All Bets Are Off - Chapter Three
The sound of Han Solo's boot heels rapped across the hangar floor, long legs striding with intent, straight toward an unaware Luke Skywalker.
"What the hells, Kid?" he cried, arms spread out in exasperation.
Luke and his Rogue compatriots peered up from their makeshift card table as Han launched into a tirade.
"You were supposed to make sure she didn't pull one of her half-assed stunts while I was gone!"
Luke sighed deeply. "What was I supposed to do, huh? Tie her to her office chair?"
"Yes! She's kriffin' little. How hard would that have been?" He wasn't quite shouting, but his loud tone rang with displeasure.
"Oh, like you could stop her from doing what she sets her mind to do?" Luke said. "Ha!"
"You could at least have gotten assigned to go with her!" Solo argued.
"Pargaux's leadership is matriarchal, Han. She's with the women pilots from Green Squadron and that new female security chief…." He looked for help from his fellow Rogues.
"Mactil," Hobbie filled in the blank. "She's a total bad-ass. The princess'll be fine."
"Mactil," Luke repeated, aiming a smile of thanks at Hobbie. "It's a diplomatic mission. Leia wanted to show them that the Rebellion has a lot of women in positions of authority, to help gain their support."
"Oh, so now you're an expert on diplomacy," Han groused at Luke. "She should have waited for me to get back to fly her there. Those Pargauxians can be vicious, Kid."
Wedge stifled a laugh. He knew Han was searching for anything to support his argument that he should accompany the princess on all her missions.
"I'm sure the presence of a crazy Corellian male acting all macho would have moved diplomatic relations forward…." Luke arched a wry eyebrow.
"Hey! I can be diplomatic," the indignant Corellian countered.
"Sure you can, Han," Antilles stated with an ironic lilt, popping the top off a beer and handing it to the quarrelsome captain. "We've all seen your stellar work in that area..."
"How far's your brand of diplomacy got you with the princess, Solo?" Wes Janson teased.

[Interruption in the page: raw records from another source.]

//! Machine time
//!
//! Provides the millisecond clock shared by every component:
//! - `Time` - milliseconds since the machine started
//! - `ClockMode` - wall-clock driven or manually advanced
//! - `Clock` - current time plus the mode it advances in

use serde::{Deserialize, Serialize};
use std::time::Instant;

/// Milliseconds since machine start
pub type Time = u64;

/// How the clock advances
#[derive(Debug, Clone, Copy, PartialEq, Eq, Serialize, Deserialize, Default)]
pub enum ClockMode {
    /// Advanced only by explicit `advance_to` calls (tests, replay)
    #[default]
    Virtual,
    /// Follows the wall clock, sampled once per tick
    RealTime,
}

/// Machine clock state
#[derive(Debug, Clone)]
pub struct Clock {
    mode: ClockMode,
    now: Time,
    origin: Instant,
}

impl Clock {
    /// Create a virtual clock at t=0
    pub fn new_virtual() -> Self {
        Self {
            mode: ClockMode::Virtual,
            now: 0,
            origin: Instant::now(),
        }
    }

    /// Create a wall-clock driven clock starting now
    pub fn new_realtime() -> Self {
        Self {
            mode: ClockMode::RealTime,
            now: 0,
            origin: Instant::now(),
        }
    }

    /// Create a clock in the given mode
    pub fn with_mode(mode: ClockMode) -> Self {
        match mode {
            ClockMode::Virtual => Self::new_virtual(),
            ClockMode::RealTime => Self::new_realtime(),
        }
    }

    pub fn mode(&self) -> ClockMode {
        self.mode
    }

    pub fn is_virtual(&self) -> bool {
        self.mode == ClockMode::Virtual
    }

    /// Current time in milliseconds
    pub fn now(&self) -> Time {
        self.now
    }

    /// Milliseconds of wall time since the clock was created
    pub fn wall_elapsed(&self) -> Time {
        self.origin.elapsed().as_millis() as Time
    }

    /// Move the clock to `t`. Returns false if `t` is not later than now.
    pub(crate) fn set(&mut self, t: Time) -> bool {
        if t <= self.now {
            return false;
        }
        self.now = t;
        true
    }
}

impl Default for Clock {
    fn default() -> Self {
        Self::new_virtual()
    }
}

The color was rising from Han's neck and he sputtered, "How far…I'm not…she's…hey, somebody has to look out for...here's your damned holo, Janson," Han growled, as he tossed Wes the disk he had brought with him. Slamming the bottle of beer onto the card table, Solo swiveled on his heel and stormed back to his ship.
"Aaaand there he goes, gentlemen," Wedge tipping his beer at the exiting spacer, "the esteemed Ambassador from Corellia, Captain of the Fastest Hunk of Junk in the Galaxy, Self-Appointed Protector of the Princess of Alderaan and totally in denial….Haaaaan Sooooolo."
"Ten credits says their first run-in ends in a shouting match," Wes snorted.
"I'm in," Hobbie chirped. "Sounds like a sure thing, as riled as Solo seemed."
Janson nudged Wedge. "You in?"
The Corellian was stroking his chin as he continued watching the Falcon's captain stomp back to his ship. "Nah, count me out. Not feelin' it." While not compelled to wager, Wedge did feel like something was up between the princess and the mercenary pilot. He'd save his credits for what he thought was a far more certain bet, one that had nothing to do with verbal blows.